# Exercise details:
Give back every record that follows, exactly as written.

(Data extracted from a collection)
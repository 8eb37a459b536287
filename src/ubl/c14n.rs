//! Inclusive canonical XML 1.0 (without comments) and the SHA-256 digest.
//!
//! Canonicalization removes the serialization choices that do not change the
//! document's information content: the XML declaration, attribute order and
//! quoting, empty-element syntax, redundant namespace declarations, character
//! references and line endings. Two documents that differ only in those
//! choices produce byte-identical output.
//!
//! Text nodes are data in C14N, including whitespace between elements, so
//! re-indenting a document does change its canonical form.
//!
//! Parsing and canonicalization are done by libxml2. The parser runs without
//! recovery, so input that is not well-formed is rejected.

use libxml::parser::{Parser, ParserOptions};
use libxml::tree::{Document, c14n};
use libxml::xpath;
use sha2::{Digest, Sha256};

use super::ns;
use super::tree::Element;
use super::writer::render_compact;
use crate::core::FacturaError;

/// Canonical bytes of a document and their SHA-256 digest.
#[derive(Debug, Clone, PartialEq, Eq)]
pub struct CanonicalForm {
    bytes: Vec<u8>,
    digest: [u8; 32],
}

impl CanonicalForm {
    /// Canonicalize `xml` and digest the result.
    pub fn of(xml: &[u8]) -> Result<Self, FacturaError> {
        Ok(Self::from_canonical(canonicalize(xml)?))
    }

    /// Wrap bytes that are already canonical.
    pub fn from_canonical(bytes: Vec<u8>) -> Self {
        let digest: [u8; 32] = Sha256::digest(&bytes).into();
        Self { bytes, digest }
    }

    pub fn bytes(&self) -> &[u8] {
        &self.bytes
    }

    pub fn into_bytes(self) -> Vec<u8> {
        self.bytes
    }

    pub fn digest(&self) -> &[u8; 32] {
        &self.digest
    }

    pub fn digest_hex(&self) -> String {
        hex::encode(self.digest)
    }
}

/// Render `root` compactly and canonicalize it.
pub fn render_canonical(root: &Element) -> Result<CanonicalForm, FacturaError> {
    CanonicalForm::of(&render_compact(root)?)
}

/// Canonical form of a whole document.
pub fn canonicalize(xml: &[u8]) -> Result<Vec<u8>, FacturaError> {
    canonical_bytes(&parse(xml)?)
}

/// Canonical form with every `ds:Signature` subtree removed, as the
/// enveloped-signature transform requires.
pub fn canonicalize_enveloped(xml: &[u8]) -> Result<Vec<u8>, FacturaError> {
    let doc = parse(xml)?;
    remove_signatures(&doc)?;
    canonical_bytes(&doc)
}

fn c14n_err(msg: impl std::fmt::Display) -> FacturaError {
    FacturaError::Xml(format!("canonicalization failed: {msg}"))
}

fn parse(xml: &[u8]) -> Result<Document, FacturaError> {
    let options = ParserOptions {
        recover: false,
        no_net: true,
        ..ParserOptions::default()
    };
    Parser::default()
        .parse_string_with_options(xml, options)
        .map_err(|e| c14n_err(format!("{e:?}")))
}

fn canonical_bytes(doc: &Document) -> Result<Vec<u8>, FacturaError> {
    let options = c14n::CanonicalizationOptions {
        mode: c14n::CanonicalizationMode::Canonical1_0,
        inclusive_ns_prefixes: vec![],
        with_comments: false,
    };
    doc.canonicalize(options, None)
        .map(String::into_bytes)
        .map_err(|e| c14n_err(format!("{e:?}")))
}

fn remove_signatures(doc: &Document) -> Result<(), FacturaError> {
    let ctx = xpath::Context::new(doc).map_err(|e| c14n_err(format!("XPath context: {e:?}")))?;
    ctx.register_namespace("ds", ns::DS)
        .map_err(|e| c14n_err(format!("XPath context: {e:?}")))?;
    let nodes = ctx
        .evaluate("//ds:Signature[not(ancestor::ds:Signature)]")
        .map_err(|e| c14n_err(format!("XPath: {e:?}")))?
        .get_nodes_as_vec();
    for mut node in nodes {
        node.unlink();
    }
    Ok(())
}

# Solution to this exercise:
repository 8eb37a459b536287
filename src/ubl/c14n.rs
//! Inclusive canonical XML 1.0 (without comments) and the SHA-256 digest.
//!
//! Canonicalization removes the serialization choices that do not change the
//! document's information content: the XML declaration, attribute order and
//! quoting, empty-element syntax, redundant namespace declarations, character
//! references and line endings. Two documents that differ only in those
//! choices produce byte-identical output.
//!
//! Text nodes are data in C14N, including whitespace between elements, so
//! re-indenting a document does change its canonical form.
//!
//! Parsing and canonicalization are done by libxml2. The parser runs without
//! recovery, so input that is not well-formed is rejected.

use libxml::parser::{Parser, ParserOptions};
use libxml::tree::{Document, c14n};
use libxml::xpath;
use sha2::{Digest, Sha256};

use super::ns;
use super::tree::Element;
use super::writer::render_compact;
use crate::core::FacturaError;

/// Canonical bytes of a document and their SHA-256 digest.
#[derive(Debug, Clone, PartialEq, Eq)]
pub struct CanonicalForm {
    bytes: Vec<u8>,
    digest: [u8; 32],
}

impl CanonicalForm {
    /// Canonicalize `xml` and digest the result.
    pub fn of(xml: &[u8]) -> Result<Self, FacturaError> {
        Ok(Self::from_canonical(canonicalize(xml)?))
    }

    /// Wrap bytes that are already canonical.
    pub fn from_canonical(bytes: Vec<u8>) -> Self {
        let digest: [u8; 32] = Sha256::digest(&bytes).into();
        Self { bytes, digest }
    }

    pub fn bytes(&self) -> &[u8] {
        &self.bytes
    }

    pub fn into_bytes(self) -> Vec<u8> {
        self.bytes
    }

    pub fn digest(&self) -> &[u8; 32] {
        &self.digest
    }

    pub fn digest_hex(&self) -> String {
        hex::encode(self.digest)
    }
}

/// Render `root` compactly and canonicalize it.
pub fn render_canonical(root: &Element) -> Result<CanonicalForm, FacturaError> {
    CanonicalForm::of(&render_compact(root)?)
}

/// Canonical form of a whole document.
pub fn canonicalize(xml: &[u8]) -> Result<Vec<u8>, FacturaError> {
    canonical_bytes(&parse(xml)?)
}

/// Canonical form with every `ds:Signature` subtree removed, as the
/// enveloped-signature transform requires.
pub fn canonicalize_enveloped(xml: &[u8]) -> Result<Vec<u8>, FacturaError> {
    let doc = parse(xml)?;
    remove_signatures(&doc)?;
    canonical_bytes(&doc)
}

fn c14n_err(msg: impl std::fmt::Display) -> FacturaError {
    FacturaError::Xml(format!("canonicalization failed: {msg}"))
}

fn parse(xml: &[u8]) -> Result<Document, FacturaError> {
    let options = ParserOptions {
        recover: false,
        no_net: true,
        ..ParserOptions::default()
    };
    Parser::default()
        .parse_string_with_options(xml, options)
        .map_err(|e| c14n_err(format!("{e:?}")))
}

fn canonical_bytes(doc: &Document) -> Result<Vec<u8>, FacturaError> {
    let options = c14n::CanonicalizationOptions {
        mode: c14n::CanonicalizationMode::Canonical1_0,
        inclusive_ns_prefixes: vec![],
        with_comments: false,
    };
    doc.canonicalize(options, None)
        .map(String::into_bytes)
        .map_err(|e| c14n_err(format!("{e:?}")))
}

fn remove_signatures(doc: &Document) -> Result<(), FacturaError> {
    let ctx = xpath::Context::new(doc).map_err(|e| c14n_err(format!("XPath context: {e:?}")))?;
    ctx.register_namespace("ds", ns::DS)
        .map_err(|e| c14n_err(format!("XPath context: {e:?}")))?;
    let nodes = ctx
        .evaluate("//ds:Signature[not(ancestor::ds:Signature)]")
        .map_err(|e| c14n_err(format!("XPath: {e:?}")))?
        .get_nodes_as_vec();
    for mut node in nodes {
        node.unlink();
    }
    Ok(())
}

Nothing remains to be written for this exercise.